- [TO DO]
Spot each line in the records below where the word "String" occurs, then copy it.

- [INFORMATION PROVIDED]
//! Error types.
//!
//! Every failure is reported synchronously and aborts the current
//! optimization run. There is no recovery inside a generation.

use thiserror::Error;

/// Invalid optimizer configuration.
///
/// Raised by [`GaConfig::validate`](crate::ga::GaConfig::validate) before
/// the first generation runs.
#[derive(Error, Debug, Clone, PartialEq)]
pub enum ConfigError {
    #[error("generations must be at least 1")]
    ZeroGenerations,

    #[error("population_size must be at least 1")]
    ZeroPopulation,

    #[error("tournament_size must be at least 1")]
    ZeroTournament,

    #[error("mutation_rate must be in [0, 1], got {0}")]
    MutationRateOutOfRange(f64),

    #[error("elitism_rate must be in [0, 1], got {0}")]
    ElitismRateOutOfRange(f64),

    #[error("elitism count {elites} exceeds population size {population}")]
    ElitismExceedsPopulation { elites: usize, population: usize },
}

/// Failures of the weighted graph cost model.
#[derive(Error, Debug, Clone, PartialEq)]
pub enum GraphError {
    /// A vertex was referenced that was never added to the graph.
    #[error("unknown vertex: {0}")]
    UnknownVertex(String),

    /// Two consecutive path vertices have no declared edge.
    #[error("no edge between {from} and {to}")]
    MissingEdge { from: String, to: String },

    #[error("edge weight must be finite and non-negative, got {0}")]
    InvalidWeight(f64),

    #[error("self-loop on vertex {0}")]
    SelfLoop(String),

    #[error("graph has no vertices")]
    Empty,
}

/// Crate-level error.
#[derive(Error, Debug, Clone, PartialEq)]
pub enum Error {
    #[error(transparent)]
    Config(#[from] ConfigError),

    #[error(transparent)]
    Graph(#[from] GraphError),
}

pub type Result<T> = std::result::Result<T, Error>;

- [ANSWER AREA]
    UnknownVertex(String),
    MissingEdge { from: String, to: String },
    SelfLoop(String),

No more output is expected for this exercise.